> **Description of the task**: Every line of the material that includes the word "PromotionTarget" is to be shown.

> **Information supplied**:
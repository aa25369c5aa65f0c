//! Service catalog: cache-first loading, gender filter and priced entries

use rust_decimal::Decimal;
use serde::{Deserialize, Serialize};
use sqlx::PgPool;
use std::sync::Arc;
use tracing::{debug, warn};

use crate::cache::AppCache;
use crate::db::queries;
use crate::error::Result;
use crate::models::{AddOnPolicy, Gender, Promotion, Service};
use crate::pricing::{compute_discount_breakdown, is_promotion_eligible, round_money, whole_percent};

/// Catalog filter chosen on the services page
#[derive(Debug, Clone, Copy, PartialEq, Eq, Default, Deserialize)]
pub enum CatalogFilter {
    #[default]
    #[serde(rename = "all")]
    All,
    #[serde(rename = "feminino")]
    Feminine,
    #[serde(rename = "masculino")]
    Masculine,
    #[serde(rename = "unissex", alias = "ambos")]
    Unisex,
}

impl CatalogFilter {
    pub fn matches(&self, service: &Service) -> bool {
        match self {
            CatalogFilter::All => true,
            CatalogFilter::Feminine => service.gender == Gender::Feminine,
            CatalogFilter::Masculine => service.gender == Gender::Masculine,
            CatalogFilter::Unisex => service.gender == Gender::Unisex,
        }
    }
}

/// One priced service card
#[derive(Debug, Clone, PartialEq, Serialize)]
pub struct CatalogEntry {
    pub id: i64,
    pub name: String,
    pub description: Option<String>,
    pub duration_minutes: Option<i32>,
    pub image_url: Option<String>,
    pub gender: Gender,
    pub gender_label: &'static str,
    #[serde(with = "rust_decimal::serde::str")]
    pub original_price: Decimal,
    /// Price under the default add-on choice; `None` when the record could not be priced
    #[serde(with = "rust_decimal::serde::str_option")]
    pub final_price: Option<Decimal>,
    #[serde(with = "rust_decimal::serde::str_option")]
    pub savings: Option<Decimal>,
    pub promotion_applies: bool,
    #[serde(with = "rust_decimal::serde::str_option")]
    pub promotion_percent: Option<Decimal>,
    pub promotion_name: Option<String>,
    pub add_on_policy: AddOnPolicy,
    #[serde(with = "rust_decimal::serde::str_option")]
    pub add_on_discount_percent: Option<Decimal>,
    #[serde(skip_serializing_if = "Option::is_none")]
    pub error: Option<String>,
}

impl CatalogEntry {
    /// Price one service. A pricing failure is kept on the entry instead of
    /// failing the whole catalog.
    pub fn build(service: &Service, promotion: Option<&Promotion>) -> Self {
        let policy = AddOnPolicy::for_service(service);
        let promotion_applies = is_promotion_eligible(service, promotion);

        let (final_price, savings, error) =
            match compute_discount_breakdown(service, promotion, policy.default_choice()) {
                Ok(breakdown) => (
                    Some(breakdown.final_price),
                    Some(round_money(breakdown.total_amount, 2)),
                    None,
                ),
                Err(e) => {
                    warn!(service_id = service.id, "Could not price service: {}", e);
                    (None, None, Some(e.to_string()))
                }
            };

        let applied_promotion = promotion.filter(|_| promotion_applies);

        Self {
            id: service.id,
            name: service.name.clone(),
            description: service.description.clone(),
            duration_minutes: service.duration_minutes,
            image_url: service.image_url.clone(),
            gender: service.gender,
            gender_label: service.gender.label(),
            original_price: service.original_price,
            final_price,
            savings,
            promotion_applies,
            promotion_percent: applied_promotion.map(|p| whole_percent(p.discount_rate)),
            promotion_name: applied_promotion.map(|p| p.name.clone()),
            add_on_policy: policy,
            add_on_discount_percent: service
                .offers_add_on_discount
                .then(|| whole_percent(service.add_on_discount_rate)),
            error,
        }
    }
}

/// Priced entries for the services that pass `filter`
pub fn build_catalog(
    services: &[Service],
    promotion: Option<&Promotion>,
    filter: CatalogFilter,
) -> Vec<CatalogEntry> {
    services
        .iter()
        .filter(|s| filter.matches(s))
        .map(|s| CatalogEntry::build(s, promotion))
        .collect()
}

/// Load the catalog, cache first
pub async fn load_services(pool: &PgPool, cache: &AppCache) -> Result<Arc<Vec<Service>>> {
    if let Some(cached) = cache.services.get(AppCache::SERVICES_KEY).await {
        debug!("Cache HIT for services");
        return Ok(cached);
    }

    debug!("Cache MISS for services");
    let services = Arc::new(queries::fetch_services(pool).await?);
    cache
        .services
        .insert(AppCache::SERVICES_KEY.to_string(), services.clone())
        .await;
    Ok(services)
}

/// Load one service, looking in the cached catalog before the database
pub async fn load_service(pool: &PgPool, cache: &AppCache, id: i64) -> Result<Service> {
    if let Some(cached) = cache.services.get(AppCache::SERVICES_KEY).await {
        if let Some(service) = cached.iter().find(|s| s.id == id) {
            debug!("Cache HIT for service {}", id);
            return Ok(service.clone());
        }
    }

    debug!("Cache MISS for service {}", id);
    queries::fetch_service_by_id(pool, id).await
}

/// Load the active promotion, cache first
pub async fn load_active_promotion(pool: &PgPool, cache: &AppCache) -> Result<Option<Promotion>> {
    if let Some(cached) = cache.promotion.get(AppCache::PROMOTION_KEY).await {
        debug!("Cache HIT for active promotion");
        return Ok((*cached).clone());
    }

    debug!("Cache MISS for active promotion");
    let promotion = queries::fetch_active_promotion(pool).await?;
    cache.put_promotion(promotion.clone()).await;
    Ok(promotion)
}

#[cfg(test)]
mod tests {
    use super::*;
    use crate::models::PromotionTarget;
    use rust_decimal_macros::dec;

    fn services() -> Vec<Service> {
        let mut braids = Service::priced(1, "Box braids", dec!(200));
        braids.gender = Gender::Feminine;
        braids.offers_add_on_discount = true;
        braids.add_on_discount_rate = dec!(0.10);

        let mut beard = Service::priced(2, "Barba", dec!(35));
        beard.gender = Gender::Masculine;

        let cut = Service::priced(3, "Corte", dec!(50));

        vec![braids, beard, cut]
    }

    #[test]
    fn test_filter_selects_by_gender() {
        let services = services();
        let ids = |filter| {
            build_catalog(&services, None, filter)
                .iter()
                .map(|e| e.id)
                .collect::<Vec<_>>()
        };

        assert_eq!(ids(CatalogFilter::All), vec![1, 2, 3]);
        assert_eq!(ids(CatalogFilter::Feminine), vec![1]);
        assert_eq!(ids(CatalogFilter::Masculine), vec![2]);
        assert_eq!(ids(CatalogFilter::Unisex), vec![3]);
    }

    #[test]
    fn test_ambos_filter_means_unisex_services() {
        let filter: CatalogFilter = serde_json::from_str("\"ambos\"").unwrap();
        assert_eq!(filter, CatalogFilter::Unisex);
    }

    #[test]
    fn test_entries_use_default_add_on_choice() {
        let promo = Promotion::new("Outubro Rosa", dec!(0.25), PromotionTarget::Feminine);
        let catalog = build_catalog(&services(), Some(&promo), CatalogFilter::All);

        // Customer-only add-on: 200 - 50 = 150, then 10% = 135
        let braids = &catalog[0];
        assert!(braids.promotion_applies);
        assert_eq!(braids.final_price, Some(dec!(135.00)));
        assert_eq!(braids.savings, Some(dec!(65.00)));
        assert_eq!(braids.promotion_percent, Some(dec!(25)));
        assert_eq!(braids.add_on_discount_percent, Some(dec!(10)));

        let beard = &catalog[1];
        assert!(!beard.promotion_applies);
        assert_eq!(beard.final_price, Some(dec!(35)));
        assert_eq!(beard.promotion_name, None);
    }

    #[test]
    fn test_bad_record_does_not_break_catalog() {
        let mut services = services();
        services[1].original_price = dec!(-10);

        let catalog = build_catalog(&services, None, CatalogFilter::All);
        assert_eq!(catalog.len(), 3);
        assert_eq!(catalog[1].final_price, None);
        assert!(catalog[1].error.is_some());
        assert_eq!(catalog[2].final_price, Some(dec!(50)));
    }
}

==

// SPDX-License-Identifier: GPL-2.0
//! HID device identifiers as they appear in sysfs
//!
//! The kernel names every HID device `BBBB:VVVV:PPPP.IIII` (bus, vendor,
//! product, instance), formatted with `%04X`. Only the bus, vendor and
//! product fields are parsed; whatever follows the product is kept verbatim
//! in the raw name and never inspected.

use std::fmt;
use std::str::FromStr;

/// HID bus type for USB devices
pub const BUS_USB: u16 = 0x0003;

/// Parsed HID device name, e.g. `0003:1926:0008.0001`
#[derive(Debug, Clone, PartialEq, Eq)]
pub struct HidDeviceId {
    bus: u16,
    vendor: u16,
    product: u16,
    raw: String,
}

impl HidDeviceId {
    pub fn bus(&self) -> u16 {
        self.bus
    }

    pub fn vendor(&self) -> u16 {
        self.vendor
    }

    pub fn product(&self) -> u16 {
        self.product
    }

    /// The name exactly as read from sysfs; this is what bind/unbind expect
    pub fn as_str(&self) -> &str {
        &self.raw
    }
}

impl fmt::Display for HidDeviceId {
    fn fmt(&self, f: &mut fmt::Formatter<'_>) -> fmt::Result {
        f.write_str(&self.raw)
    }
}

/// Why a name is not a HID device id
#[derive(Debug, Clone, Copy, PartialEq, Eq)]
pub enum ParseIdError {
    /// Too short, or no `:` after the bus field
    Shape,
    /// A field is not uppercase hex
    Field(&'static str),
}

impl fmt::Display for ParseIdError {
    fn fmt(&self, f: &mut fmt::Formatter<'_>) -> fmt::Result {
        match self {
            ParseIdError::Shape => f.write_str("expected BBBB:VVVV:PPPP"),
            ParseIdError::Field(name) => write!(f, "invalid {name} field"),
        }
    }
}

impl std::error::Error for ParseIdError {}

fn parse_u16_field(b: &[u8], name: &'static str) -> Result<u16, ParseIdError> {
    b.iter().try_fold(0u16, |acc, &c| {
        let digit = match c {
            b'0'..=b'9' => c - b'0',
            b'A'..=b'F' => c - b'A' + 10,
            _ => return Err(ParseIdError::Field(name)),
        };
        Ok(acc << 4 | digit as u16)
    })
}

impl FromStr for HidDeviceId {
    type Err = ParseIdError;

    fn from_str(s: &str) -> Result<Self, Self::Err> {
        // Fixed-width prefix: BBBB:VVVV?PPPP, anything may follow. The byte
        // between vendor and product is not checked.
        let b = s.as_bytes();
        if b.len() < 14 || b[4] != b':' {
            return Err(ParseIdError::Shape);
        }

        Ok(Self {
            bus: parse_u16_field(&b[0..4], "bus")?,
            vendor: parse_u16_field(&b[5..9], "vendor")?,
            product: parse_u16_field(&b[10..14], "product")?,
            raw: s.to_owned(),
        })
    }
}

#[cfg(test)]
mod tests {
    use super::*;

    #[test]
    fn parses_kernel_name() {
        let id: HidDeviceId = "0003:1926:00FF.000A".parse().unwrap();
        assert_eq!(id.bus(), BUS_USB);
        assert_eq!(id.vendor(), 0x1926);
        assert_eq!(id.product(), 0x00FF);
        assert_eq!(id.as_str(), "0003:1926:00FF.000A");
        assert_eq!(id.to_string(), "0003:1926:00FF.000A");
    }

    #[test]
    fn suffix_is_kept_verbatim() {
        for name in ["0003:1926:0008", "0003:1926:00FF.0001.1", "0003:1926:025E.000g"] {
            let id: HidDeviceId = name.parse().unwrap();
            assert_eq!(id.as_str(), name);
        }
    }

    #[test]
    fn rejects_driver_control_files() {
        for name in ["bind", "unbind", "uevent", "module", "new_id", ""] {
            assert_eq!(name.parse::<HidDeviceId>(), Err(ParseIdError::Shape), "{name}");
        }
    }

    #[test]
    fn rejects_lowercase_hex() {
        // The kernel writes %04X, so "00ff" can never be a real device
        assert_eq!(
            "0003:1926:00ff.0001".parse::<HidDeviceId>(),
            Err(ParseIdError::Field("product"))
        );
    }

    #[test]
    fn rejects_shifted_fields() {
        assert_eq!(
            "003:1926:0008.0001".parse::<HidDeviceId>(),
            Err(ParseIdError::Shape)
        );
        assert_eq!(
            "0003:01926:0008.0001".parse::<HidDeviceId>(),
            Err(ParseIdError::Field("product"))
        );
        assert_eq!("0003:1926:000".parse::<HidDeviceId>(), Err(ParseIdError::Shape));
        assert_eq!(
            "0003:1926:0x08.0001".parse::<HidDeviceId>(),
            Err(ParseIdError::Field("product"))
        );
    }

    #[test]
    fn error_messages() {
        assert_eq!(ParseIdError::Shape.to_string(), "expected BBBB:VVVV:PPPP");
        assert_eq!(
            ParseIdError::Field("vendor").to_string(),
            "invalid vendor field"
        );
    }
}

--

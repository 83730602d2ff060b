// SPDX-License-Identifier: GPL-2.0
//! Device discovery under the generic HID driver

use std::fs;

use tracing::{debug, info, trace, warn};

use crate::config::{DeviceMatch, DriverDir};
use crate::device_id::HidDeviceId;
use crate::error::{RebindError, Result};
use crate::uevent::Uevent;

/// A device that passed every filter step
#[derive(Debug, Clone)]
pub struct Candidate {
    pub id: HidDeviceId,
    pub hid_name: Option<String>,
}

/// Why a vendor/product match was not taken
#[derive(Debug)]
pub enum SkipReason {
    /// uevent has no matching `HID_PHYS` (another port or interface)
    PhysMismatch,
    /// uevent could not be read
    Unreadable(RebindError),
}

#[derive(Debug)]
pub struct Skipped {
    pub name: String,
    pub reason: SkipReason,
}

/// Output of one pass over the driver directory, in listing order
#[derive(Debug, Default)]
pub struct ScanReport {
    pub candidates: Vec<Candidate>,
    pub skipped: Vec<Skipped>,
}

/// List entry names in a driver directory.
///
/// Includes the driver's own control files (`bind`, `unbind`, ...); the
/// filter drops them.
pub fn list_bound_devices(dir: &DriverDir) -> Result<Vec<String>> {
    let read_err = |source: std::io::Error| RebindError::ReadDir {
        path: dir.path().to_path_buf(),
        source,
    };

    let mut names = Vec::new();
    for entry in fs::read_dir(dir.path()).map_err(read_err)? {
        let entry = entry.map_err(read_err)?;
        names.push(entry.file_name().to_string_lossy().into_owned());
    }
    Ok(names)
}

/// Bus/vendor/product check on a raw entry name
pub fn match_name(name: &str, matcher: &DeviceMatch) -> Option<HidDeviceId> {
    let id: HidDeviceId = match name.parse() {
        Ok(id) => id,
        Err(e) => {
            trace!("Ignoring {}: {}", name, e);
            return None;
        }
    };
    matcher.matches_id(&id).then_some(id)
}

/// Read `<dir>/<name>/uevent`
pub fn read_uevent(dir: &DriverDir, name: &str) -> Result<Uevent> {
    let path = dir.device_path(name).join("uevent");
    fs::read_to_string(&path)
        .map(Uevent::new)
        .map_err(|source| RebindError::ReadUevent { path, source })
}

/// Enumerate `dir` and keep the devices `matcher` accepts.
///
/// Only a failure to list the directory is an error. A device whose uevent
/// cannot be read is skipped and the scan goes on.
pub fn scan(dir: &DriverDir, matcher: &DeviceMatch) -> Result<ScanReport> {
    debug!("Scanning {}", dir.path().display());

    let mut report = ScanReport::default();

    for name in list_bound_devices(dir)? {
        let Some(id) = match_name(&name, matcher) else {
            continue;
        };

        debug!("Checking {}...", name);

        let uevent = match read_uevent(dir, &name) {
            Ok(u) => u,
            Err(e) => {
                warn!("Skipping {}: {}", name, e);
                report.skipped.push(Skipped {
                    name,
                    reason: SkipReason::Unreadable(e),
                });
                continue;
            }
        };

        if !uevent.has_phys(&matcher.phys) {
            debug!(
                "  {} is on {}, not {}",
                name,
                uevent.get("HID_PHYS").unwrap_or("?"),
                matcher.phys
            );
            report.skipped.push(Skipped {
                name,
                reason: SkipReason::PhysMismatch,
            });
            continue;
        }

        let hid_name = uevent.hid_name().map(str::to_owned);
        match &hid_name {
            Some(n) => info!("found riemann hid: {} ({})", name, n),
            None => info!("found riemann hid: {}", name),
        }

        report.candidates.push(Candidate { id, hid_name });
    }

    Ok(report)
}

> **Task solution**:
    use crate::models::PromotionTarget;
        let promo = Promotion::new("Outubro Rosa", dec!(0.25), PromotionTarget::Feminine);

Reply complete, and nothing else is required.